Saved entries:
※ ※ ※

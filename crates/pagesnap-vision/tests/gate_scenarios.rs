//! 세션 단위 종단 시나리오.
//!
//! 합성 프레임(체커보드/균일 회색)으로 전체 파이프라인을 돌려 디바운스,
//! 워밍업, 추출 실패 복구, 반복 캡처 동작을 검증한다. 분석 버퍼 너비를
//! 영역 너비와 같게 맞춰 리샘플링 없이 결정적인 휘도 값을 얻는다.

use std::cell::Cell;

use assert_matches::assert_matches;
use chrono::{DateTime, Duration, Utc};
use image::{DynamicImage, RgbaImage};
use pagesnap_core::config::{AppConfig, CaptureConfig, EdgeThreshold, GateConfig};
use pagesnap_core::error::CoreError;
use pagesnap_core::models::frame::{CaptureArtifact, FrameMetadata, GuideRegion, PixelRegion};
use pagesnap_core::ports::vision::{FixedGuide, GuideRegionProvider};
use pagesnap_vision::{
    CaptureSession, FrameExtractor, FrameSource, TickStatus, WebpExtractor,
};

const W: u32 = 640;
const H: u32 = 480;

/// 교체 가능한 프레임 소스
struct StubSource {
    frame: Option<DynamicImage>,
}

impl StubSource {
    fn new(frame: DynamicImage) -> Self {
        Self { frame: Some(frame) }
    }
}

impl FrameSource for StubSource {
    fn current_frame(&mut self) -> Result<Option<&DynamicImage>, CoreError> {
        Ok(self.frame.as_ref())
    }
}

/// 틱 사이에 가이드를 끌 수 있는 공급자
struct SwitchableGuide {
    region: Cell<Option<GuideRegion>>,
}

impl GuideRegionProvider for SwitchableGuide {
    fn guide_region(&self) -> Option<GuideRegion> {
        self.region.get()
    }
}

/// 처음 `failures_left`번 실패한 뒤 실제 WebP 추출로 위임
struct FlakyExtractor {
    inner: WebpExtractor,
    failures_left: Cell<u32>,
}

impl FrameExtractor for FlakyExtractor {
    fn extract(
        &self,
        frame: &DynamicImage,
        region: &PixelRegion,
        metadata: FrameMetadata,
    ) -> Result<CaptureArtifact, CoreError> {
        if self.failures_left.get() > 0 {
            self.failures_left.set(self.failures_left.get() - 1);
            return Err(CoreError::Encode("주입된 인코딩 실패".to_string()));
        }
        self.inner.extract(frame, region, metadata)
    }
}

/// 타일 8 흑백 체커보드 — 선명도/에지/밝기 전부 합격하는 프레임
fn checker_frame() -> DynamicImage {
    DynamicImage::ImageRgba8(RgbaImage::from_fn(W, H, |x, y| {
        if ((x / 8) + (y / 8)) % 2 == 0 {
            image::Rgba([255, 255, 255, 255])
        } else {
            image::Rgba([0, 0, 0, 255])
        }
    }))
}

/// 균일 회색 — 선명도 0, 에지 없음으로 불합격하는 프레임
fn gray_frame() -> DynamicImage {
    DynamicImage::ImageRgba8(RgbaImage::from_pixel(
        W,
        H,
        image::Rgba([128, 128, 128, 255]),
    ))
}

fn full_guide() -> FixedGuide {
    FixedGuide(GuideRegion {
        x: 0.0,
        y: 0.0,
        w: f64::from(W),
        h: f64::from(H),
        container_w: f64::from(W),
        container_h: f64::from(H),
    })
}

/// 체커보드 프레임이 모든 검사를 통과하는 설정
///
/// `motion_max` 255는 센티널도 통과시켜 움직임 게이트를 사실상 끈다.
fn scenario_config(consecutive: u32, motion_max: f64, min_elapsed: f64) -> AppConfig {
    AppConfig {
        gate: GateConfig {
            consecutive_frames_required: consecutive,
            sharpness_min: 30.0,
            fill_min: 0.1,
            motion_max,
            edge_band_fraction: 0.12,
            edge_ratio_min: 0.1,
            min_elapsed_seconds: min_elapsed,
            aspect_target: 4.0 / 3.0,
            aspect_tolerance: 0.05,
            edge_threshold: EdgeThreshold::MaxFraction { fraction: 0.25 },
        },
        capture: CaptureConfig {
            analysis_width: W,
            webp_quality: 90.0,
            repeat_capture: false,
        },
    }
}

fn start(config: AppConfig) -> (CaptureSession, DateTime<Utc>) {
    let t0 = Utc::now();
    let session = CaptureSession::start(config, t0).unwrap();
    (session, t0)
}

#[test]
fn one_shot_capture_after_consecutive_passes() {
    // 움직임 게이트 활성: 첫 분석 프레임은 센티널 때문에 항상 불합격
    let (mut session, t0) = start(scenario_config(3, 10.0, 0.0));
    let mut source = StubSource::new(checker_frame());
    let guide = full_guide();

    let prime = session.tick(&mut source, &guide, t0).unwrap();
    assert_matches!(prime.status, TickStatus::Rejected);
    assert!(prime
        .reasons
        .contains(&pagesnap_core::models::metrics::FailReason::MotionDetected));

    // 동일 프레임 반복: 움직임 0, 연속 합격 누적
    let r = session.tick(&mut source, &guide, t0).unwrap();
    assert_matches!(r.status, TickStatus::Accumulating(1));
    let r = session.tick(&mut source, &guide, t0).unwrap();
    assert_matches!(r.status, TickStatus::Accumulating(2));

    let r = session.tick(&mut source, &guide, t0).unwrap();
    let TickStatus::Captured(artifact) = r.status else {
        panic!("캡처 미발동: {:?}", r.status);
    };
    assert_eq!(artifact.format, "webp");
    assert_eq!(&artifact.data[0..4], b"RIFF");
    assert_eq!(
        artifact.region,
        PixelRegion {
            x: 0,
            y: 0,
            w: W,
            h: H
        }
    );
    assert_eq!(artifact.metadata.session_id, session.id());
    assert_eq!(artifact.metadata.resolution, (W, H));

    // 1회 캡처 세션: 이후 틱은 전부 종료 상태
    assert_eq!(session.capture_count(), 1);
    assert!(session.is_finished());
    let r = session.tick(&mut source, &guide, t0).unwrap();
    assert_matches!(r.status, TickStatus::Finished);
}

#[test]
fn failed_frame_resets_consecutive_counter() {
    let (mut session, t0) = start(scenario_config(3, 255.0, 0.0));
    let mut source = StubSource::new(checker_frame());
    let guide = full_guide();

    // 움직임 게이트 꺼짐: 첫 틱부터 누적 시작
    assert_matches!(
        session.tick(&mut source, &guide, t0).unwrap().status,
        TickStatus::Accumulating(1)
    );
    assert_matches!(
        session.tick(&mut source, &guide, t0).unwrap().status,
        TickStatus::Accumulating(2)
    );

    // 2회 합격 뒤 흐린 프레임 1장 — 카운터는 0으로
    source.frame = Some(gray_frame());
    let r = session.tick(&mut source, &guide, t0).unwrap();
    assert_matches!(r.status, TickStatus::Rejected);
    assert_eq!(session.gate().consecutive_pass(), 0);

    // 다시 처음부터 3회 필요
    source.frame = Some(checker_frame());
    assert_matches!(
        session.tick(&mut source, &guide, t0).unwrap().status,
        TickStatus::Accumulating(1)
    );
    assert_matches!(
        session.tick(&mut source, &guide, t0).unwrap().status,
        TickStatus::Accumulating(2)
    );
    assert_matches!(
        session.tick(&mut source, &guide, t0).unwrap().status,
        TickStatus::Captured(_)
    );
    assert_eq!(session.capture_count(), 1);
}

#[test]
fn no_capture_before_minimum_elapsed_time() {
    let (mut session, t0) = start(scenario_config(3, 255.0, 5.0));
    let mut source = StubSource::new(checker_frame());
    let guide = full_guide();

    // 5초 전에는 프레임 품질이 완벽해도 전부 안정화 대기
    for s in 0..5 {
        let now = t0 + Duration::seconds(s);
        let r = session.tick(&mut source, &guide, now).unwrap();
        assert_matches!(r.status, TickStatus::Rejected);
        assert!(r
            .reasons
            .contains(&pagesnap_core::models::metrics::FailReason::Stabilizing));
        assert_eq!(session.gate().consecutive_pass(), 0);
    }
    assert_eq!(session.capture_count(), 0);

    // 경과 게이트 충족 후 연속 3회
    assert_matches!(
        session
            .tick(&mut source, &guide, t0 + Duration::seconds(5))
            .unwrap()
            .status,
        TickStatus::Accumulating(1)
    );
    assert_matches!(
        session
            .tick(&mut source, &guide, t0 + Duration::seconds(6))
            .unwrap()
            .status,
        TickStatus::Accumulating(2)
    );
    assert_matches!(
        session
            .tick(&mut source, &guide, t0 + Duration::seconds(7))
            .unwrap()
            .status,
        TickStatus::Captured(_)
    );
}

#[test]
fn skipped_tick_preserves_counter() {
    let (mut session, t0) = start(scenario_config(3, 255.0, 0.0));
    let mut source = StubSource::new(checker_frame());
    let guide = SwitchableGuide {
        region: Cell::new(full_guide().guide_region()),
    };

    session.tick(&mut source, &guide, t0).unwrap();
    session.tick(&mut source, &guide, t0).unwrap();
    assert_eq!(session.gate().consecutive_pass(), 2);

    // 가이드 레이아웃 일시 소실 — 스킵이지 리셋이 아니다
    guide.region.set(None);
    let r = session.tick(&mut source, &guide, t0).unwrap();
    assert_matches!(r.status, TickStatus::Skipped);
    assert_eq!(session.gate().consecutive_pass(), 2);

    guide.region.set(full_guide().guide_region());
    assert_matches!(
        session.tick(&mut source, &guide, t0).unwrap().status,
        TickStatus::Captured(_)
    );
}

#[test]
fn extraction_failure_recovers_and_retries() {
    let config = scenario_config(1, 255.0, 0.0);
    let t0 = Utc::now();
    let extractor = FlakyExtractor {
        inner: WebpExtractor::new(90.0),
        failures_left: Cell::new(1),
    };
    let mut session = CaptureSession::with_extractor(config, Box::new(extractor), t0).unwrap();
    let mut source = StubSource::new(checker_frame());
    let guide = full_guide();

    // 첫 발동은 추출 실패 — 정확히 1회 에러로 보고, 치명 아님
    let err = session.tick(&mut source, &guide, t0).unwrap_err();
    assert_matches!(err, CoreError::Encode(_));
    assert!(!err.is_fatal());
    assert_eq!(session.capture_count(), 0);
    assert!(!session.is_finished());
    assert_eq!(session.gate().consecutive_pass(), 0);

    // 세션은 살아 있고 다음 발동은 성공
    let r = session.tick(&mut source, &guide, t0).unwrap();
    assert_matches!(r.status, TickStatus::Captured(_));
    assert_eq!(session.capture_count(), 1);
}

#[test]
fn repeat_capture_produces_multiple_artifacts() {
    let mut config = scenario_config(1, 255.0, 0.0);
    config.capture.repeat_capture = true;
    let (mut session, t0) = start(config);
    let mut source = StubSource::new(checker_frame());
    let guide = full_guide();

    assert_matches!(
        session.tick(&mut source, &guide, t0).unwrap().status,
        TickStatus::Captured(_)
    );
    assert_matches!(
        session.tick(&mut source, &guide, t0).unwrap().status,
        TickStatus::Captured(_)
    );
    assert_eq!(session.capture_count(), 2);
    assert!(!session.is_finished());
}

※ ※ ※

Go through the data and return each line where the word "Cell" appears.

**Your solution:**
use std::cell::Cell;
    region: Cell<Option<GuideRegion>>,
    failures_left: Cell<u32>,
        region: Cell::new(full_guide().guide_region()),
        failures_left: Cell::new(1),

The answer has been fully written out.